Cigarette use dropped 25 percent among high school students and nearly 38 percent by middle school students from 2003 to 2005, according to the evaluation report. The decline appears strongly related to the statewide tobacco use prevention and cessation initiatives, the researchers said.

The evaluation covers the first three years of activity, from 2003 to 2005, by the Teen Tobacco Use Prevention and Cessation Initiative of the North Carolina Health and Wellness Trust Fund. The fund was established with North Carolina’s share of tobacco lawsuit settlement money. The report also discusses how the teen initiative affects teens and youth of different ages, ethnicity and socioeconomic status, what activities of the funded effort led to those effects and ways to improve outcomes in the next few years.

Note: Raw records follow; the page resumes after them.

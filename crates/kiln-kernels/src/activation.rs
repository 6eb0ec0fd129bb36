//! Elementwise activations on raw f32 slices (in place).
//!
//! Vectorized paths process [`LANES`]-wide chunks and finish the remainder
//! with the scalar loop, so any slice length is accepted.

use crate::strategy::Strategy;
use crate::LANES;

/// sqrt(2 / pi)
pub const SQRT_2_OVER_PI: f32 = 0.797_884_56;
/// Cubic coefficient of the tanh GELU approximation.
pub const GELU_COEFF: f32 = 0.044715;

/// ReLU: x = x if x > 0 else 0.
///
/// `-0.0` and `NaN` become `+0.0` under both strategies, so the two agree
/// bit for bit.
pub fn relu(data: &mut [f32], strategy: Strategy) {
    match strategy {
        Strategy::Scalar => relu_scalar(data),
        Strategy::Vectorized => relu_vectorized(data),
    }
}

/// GELU (tanh approximation):
/// x = 0.5 * x * (1 + tanh(sqrt(2/pi) * (x + 0.044715 * x^3)))
pub fn gelu(data: &mut [f32], strategy: Strategy) {
    match strategy {
        Strategy::Scalar => gelu_scalar(data),
        Strategy::Vectorized => gelu_vectorized(data),
    }
}

#[inline]
fn relu_one(x: f32) -> f32 {
    if x > 0.0 { x } else { 0.0 }
}

#[inline]
fn gelu_inner(x: f32) -> f32 {
    let x3 = x * x * x;
    SQRT_2_OVER_PI * (x + GELU_COEFF * x3)
}

#[inline]
fn gelu_one(x: f32) -> f32 {
    0.5 * x * (1.0 + gelu_inner(x).tanh())
}

fn relu_scalar(data: &mut [f32]) {
    for v in data.iter_mut() {
        *v = relu_one(*v);
    }
}

fn gelu_scalar(data: &mut [f32]) {
    for v in data.iter_mut() {
        *v = gelu_one(*v);
    }
}

fn relu_vectorized(data: &mut [f32]) {
    #[cfg(target_arch = "x86_64")]
    {
        if crate::simd::SimdCapability::detect().avx2 {
            // Safety: AVX2 support checked above
            unsafe { relu_avx2(data) };
            return;
        }
    }

    relu_lanes(data);
}

fn gelu_vectorized(data: &mut [f32]) {
    #[cfg(target_arch = "x86_64")]
    {
        if crate::simd::SimdCapability::detect().avx2 {
            // Safety: AVX2 support checked above
            unsafe { gelu_avx2(data) };
            return;
        }
    }

    gelu_lanes(data);
}

/// Portable lane-chunked ReLU. The fixed-width inner loop auto-vectorizes.
fn relu_lanes(data: &mut [f32]) {
    let mut chunks = data.chunks_exact_mut(LANES);
    for chunk in &mut chunks {
        for v in chunk.iter_mut() {
            *v = relu_one(*v);
        }
    }
    relu_scalar(chunks.into_remainder());
}

/// Portable lane-chunked GELU: polynomial and combine per chunk, tanh per lane.
fn gelu_lanes(data: &mut [f32]) {
    let mut inner = [0.0f32; LANES];
    let mut chunks = data.chunks_exact_mut(LANES);
    for chunk in &mut chunks {
        for (t, &x) in inner.iter_mut().zip(chunk.iter()) {
            *t = gelu_inner(x).tanh();
        }
        for (v, &t) in chunk.iter_mut().zip(inner.iter()) {
            *v = 0.5 * *v * (1.0 + t);
        }
    }
    gelu_scalar(chunks.into_remainder());
}

/// AVX2 ReLU: `max(x, 0)` on 8 floats per step.
///
/// `_mm256_max_ps` returns its second operand when either input is NaN or
/// both are zero, which reproduces `relu_one` exactly.
#[cfg(target_arch = "x86_64")]
#[target_feature(enable = "avx2")]
unsafe fn relu_avx2(data: &mut [f32]) {
    use std::arch::x86_64::*;

    let zeros = _mm256_setzero_ps();
    let mut chunks = data.chunks_exact_mut(LANES);
    for chunk in &mut chunks {
        let p = chunk.as_mut_ptr();
        let v = _mm256_loadu_ps(p);
        _mm256_storeu_ps(p, _mm256_max_ps(v, zeros));
    }
    relu_scalar(chunks.into_remainder());
}

/// AVX2 GELU. The cubic polynomial and the final combine run in registers;
/// tanh has no AVX2 instruction and is evaluated per lane. Multiplies and adds
/// follow the scalar operation order, so only tanh rounding could differ.
#[cfg(target_arch = "x86_64")]
#[target_feature(enable = "avx2")]
unsafe fn gelu_avx2(data: &mut [f32]) {
    use std::arch::x86_64::*;

    let c1 = _mm256_set1_ps(SQRT_2_OVER_PI);
    let c2 = _mm256_set1_ps(GELU_COEFF);
    let half = _mm256_set1_ps(0.5);
    let one = _mm256_set1_ps(1.0);
    let mut lanes = [0.0f32; LANES];

    let mut chunks = data.chunks_exact_mut(LANES);
    for chunk in &mut chunks {
        let p = chunk.as_mut_ptr();
        let x = _mm256_loadu_ps(p);
        let x3 = _mm256_mul_ps(_mm256_mul_ps(x, x), x);
        let inner = _mm256_mul_ps(c1, _mm256_add_ps(x, _mm256_mul_ps(c2, x3)));

        _mm256_storeu_ps(lanes.as_mut_ptr(), inner);
        for t in lanes.iter_mut() {
            *t = t.tanh();
        }
        let th = _mm256_loadu_ps(lanes.as_ptr());

        let y = _mm256_mul_ps(_mm256_mul_ps(half, x), _mm256_add_ps(one, th));
        _mm256_storeu_ps(p, y);
    }
    gelu_scalar(chunks.into_remainder());
}

#[cfg(test)]
mod tests {
    use super::*;

    fn ramp(len: usize) -> Vec<f32> {
        (0..len).map(|i| ((i * 37 + 11) % 97) as f32 * 0.25 - 12.0).collect()
    }

    #[test]
    fn test_relu() {
        for strategy in Strategy::ALL {
            let mut data = [-1.0, 0.0, 1.0];
            relu(&mut data, strategy);
            assert_eq!(data, [0.0, 0.0, 1.0]);

            let mut data = [-1.0, 0.0, 1.0, -0.5, 2.0];
            relu(&mut data, strategy);
            assert_eq!(data, [0.0, 0.0, 1.0, 0.0, 2.0]);
        }
    }

    #[test]
    fn test_relu_strategies_agree_exactly() {
        // Lengths around the lane width exercise both the chunks and the tail.
        for len in 0..=2 * LANES + 3 {
            let mut scalar = ramp(len);
            if len > 2 {
                scalar[1] = -0.0;
                scalar[2] = f32::NAN;
            }
            let mut vectorized = scalar.clone();

            relu(&mut scalar, Strategy::Scalar);
            relu(&mut vectorized, Strategy::Vectorized);

            let s: Vec<u32> = scalar.iter().map(|v| v.to_bits()).collect();
            let v: Vec<u32> = vectorized.iter().map(|v| v.to_bits()).collect();
            assert_eq!(s, v, "len={}", len);
            assert!(scalar.iter().all(|&x| x >= 0.0));
        }
    }

    #[test]
    fn test_relu_lanes_matches_scalar() {
        let mut a = ramp(29);
        let mut b = a.clone();
        relu_scalar(&mut a);
        relu_lanes(&mut b);
        assert_eq!(a, b);
    }

    #[test]
    fn test_gelu() {
        for strategy in Strategy::ALL {
            let mut data = [0.0, 1.0, -1.0];
            gelu(&mut data, strategy);
            assert!(data[0].abs() < 1e-7); // gelu(0) = 0
            assert!((data[1] - 0.841_192).abs() < 1e-4);
            assert!((data[2] + 0.158_808).abs() < 1e-4);
        }
    }

    #[test]
    fn test_gelu_limits() {
        for strategy in Strategy::ALL {
            let mut data = [10.0, 20.0, -10.0, -20.0];
            gelu(&mut data, strategy);
            assert!((data[0] - 10.0).abs() < 1e-4);
            assert!((data[1] - 20.0).abs() < 1e-4);
            assert!(data[2].abs() < 1e-4);
            assert!(data[3].abs() < 1e-4);
        }
    }

    #[test]
    fn test_gelu_strategies_agree() {
        for len in [0, 1, 7, 8, 9, 64, 131] {
            let mut scalar = ramp(len);
            let mut vectorized = scalar.clone();
            gelu(&mut scalar, Strategy::Scalar);
            gelu(&mut vectorized, Strategy::Vectorized);

            for (i, (&s, &v)) in scalar.iter().zip(vectorized.iter()).enumerate() {
                let tol = 1e-5 * s.abs().max(v.abs()) + 1e-6;
                assert!((s - v).abs() <= tol, "len={} i={}: {} vs {}", len, i, s, v);
            }
        }
    }

    #[test]
    fn test_gelu_lanes_matches_scalar() {
        let mut a = ramp(21);
        let mut b = a.clone();
        gelu_scalar(&mut a);
        gelu_lanes(&mut b);
        assert_eq!(a, b);
    }
}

“Our data shows that the Health and Wellness Teen Initiative, as the first state-funded effort and one that is highly successful over the last three years, has allowed political leaders, policy-makers, parents and youth themselves to recognize and more successfully deal with the health effects of tobacco,” said Dr. Kathryn Kramer, associate director of the UNC School of Medicine’s Tobacco Prevention and Evaluation Program and a co-author of the report.

The anti-smoking program for teens has achieved several noteworthy accomplishments, the report said. These include:

  • More than two-thirds of North Carolina school districts have adopted 100 percent tobacco-free school policies, up from 22 percent in 2003. Such policies prohibit tobacco use by anyone at anytime on a school campus.
  • Youth awareness of the initiative’s media campaign and the serious health consequences of tobacco use increased from 45 percent in 2004 to 54 percent in 2006.
  • North Carolina now ranks 21st in the U.S. in state funding for tobacco use prevention and cessation. At the start of the initiative, North Carolina ranked near the bottom of U.S. states.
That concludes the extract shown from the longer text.